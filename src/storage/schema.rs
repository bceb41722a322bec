//! Database schema definitions and version lifecycle
//!
//! The schema version is stamped into SQLite's `user_version` pragma. An
//! on-disk version older than [`SCHEMA_VERSION`] is handled by dropping the
//! table and recreating it: upgrades are destructive and lose every stored
//! row. There is no column-level migration path.

use rusqlite::Connection;
use tracing::{debug, warn};

/// Current schema version, stamped via `PRAGMA user_version`
pub const SCHEMA_VERSION: i32 = 1;

/// SQL to create the coordinates table
pub const CREATE_COORDINATES_TABLE: &str = r#"
CREATE TABLE IF NOT EXISTS coordinates (
    id INTEGER PRIMARY KEY,
    latitude REAL,
    longitude REAL
)
"#;

/// Read the stamped schema version (0 for a fresh database)
pub fn schema_version(conn: &Connection) -> rusqlite::Result<i32> {
    conn.query_row("PRAGMA user_version", [], |row| row.get(0))
}

fn table_exists(conn: &Connection) -> rusqlite::Result<bool> {
    conn.prepare("SELECT 1 FROM sqlite_master WHERE type = 'table' AND name = 'coordinates'")
        .and_then(|mut stmt| stmt.exists([]))
}

fn create(conn: &Connection) -> rusqlite::Result<()> {
    debug!("Creating table: coordinates");
    conn.execute(CREATE_COORDINATES_TABLE, [])?;
    conn.pragma_update(None, "user_version", SCHEMA_VERSION)?;
    Ok(())
}

/// Bring the database up to [`SCHEMA_VERSION`].
///
/// A lower on-disk version (including the 0 of a pre-versioning file) drops
/// the table first. All rows are lost; there is no export step.
pub fn ensure_schema(conn: &Connection) -> rusqlite::Result<()> {
    let version = schema_version(conn)?;
    if version >= SCHEMA_VERSION && table_exists(conn)? {
        return Ok(());
    }
    if version < SCHEMA_VERSION && table_exists(conn)? {
        warn!(
            from = version,
            to = SCHEMA_VERSION,
            "Upgrading database, this will drop tables and recreate"
        );
        conn.execute("DROP TABLE IF EXISTS coordinates", [])?;
    }
    create(conn)
}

|---|

Exercise objective
Once you have read the records, write every one of them out again exactly.

Response below
filename src/storage/schema.rs
repository bceb41722a322bec
//! Database schema definitions and version lifecycle
//!
//! The schema version is stamped into SQLite's `user_version` pragma. An
//! on-disk version older than [`SCHEMA_VERSION`] is handled by dropping the
//! table and recreating it: upgrades are destructive and lose every stored
//! row. There is no column-level migration path.

use rusqlite::Connection;
use tracing::{debug, warn};

/// Current schema version, stamped via `PRAGMA user_version`
pub const SCHEMA_VERSION: i32 = 1;

/// SQL to create the coordinates table
pub const CREATE_COORDINATES_TABLE: &str = r#"
CREATE TABLE IF NOT EXISTS coordinates (
    id INTEGER PRIMARY KEY,
    latitude REAL,
    longitude REAL
)
"#;

/// Read the stamped schema version (0 for a fresh database)
pub fn schema_version(conn: &Connection) -> rusqlite::Result<i32> {
    conn.query_row("PRAGMA user_version", [], |row| row.get(0))
}

fn table_exists(conn: &Connection) -> rusqlite::Result<bool> {
    conn.prepare("SELECT 1 FROM sqlite_master WHERE type = 'table' AND name = 'coordinates'")
        .and_then(|mut stmt| stmt.exists([]))
}

fn create(conn: &Connection) -> rusqlite::Result<()> {
    debug!("Creating table: coordinates");
    conn.execute(CREATE_COORDINATES_TABLE, [])?;
    conn.pragma_update(None, "user_version", SCHEMA_VERSION)?;
    Ok(())
}

/// Bring the database up to [`SCHEMA_VERSION`].
///
/// A lower on-disk version (including the 0 of a pre-versioning file) drops
/// the table first. All rows are lost; there is no export step.
pub fn ensure_schema(conn: &Connection) -> rusqlite::Result<()> {
    let version = schema_version(conn)?;
    if version >= SCHEMA_VERSION && table_exists(conn)? {
        return Ok(());
    }
    if version < SCHEMA_VERSION && table_exists(conn)? {
        warn!(
            from = version,
            to = SCHEMA_VERSION,
            "Upgrading database, this will drop tables and recreate"
        );
        conn.execute("DROP TABLE IF EXISTS coordinates", [])?;
    }
    create(conn)
}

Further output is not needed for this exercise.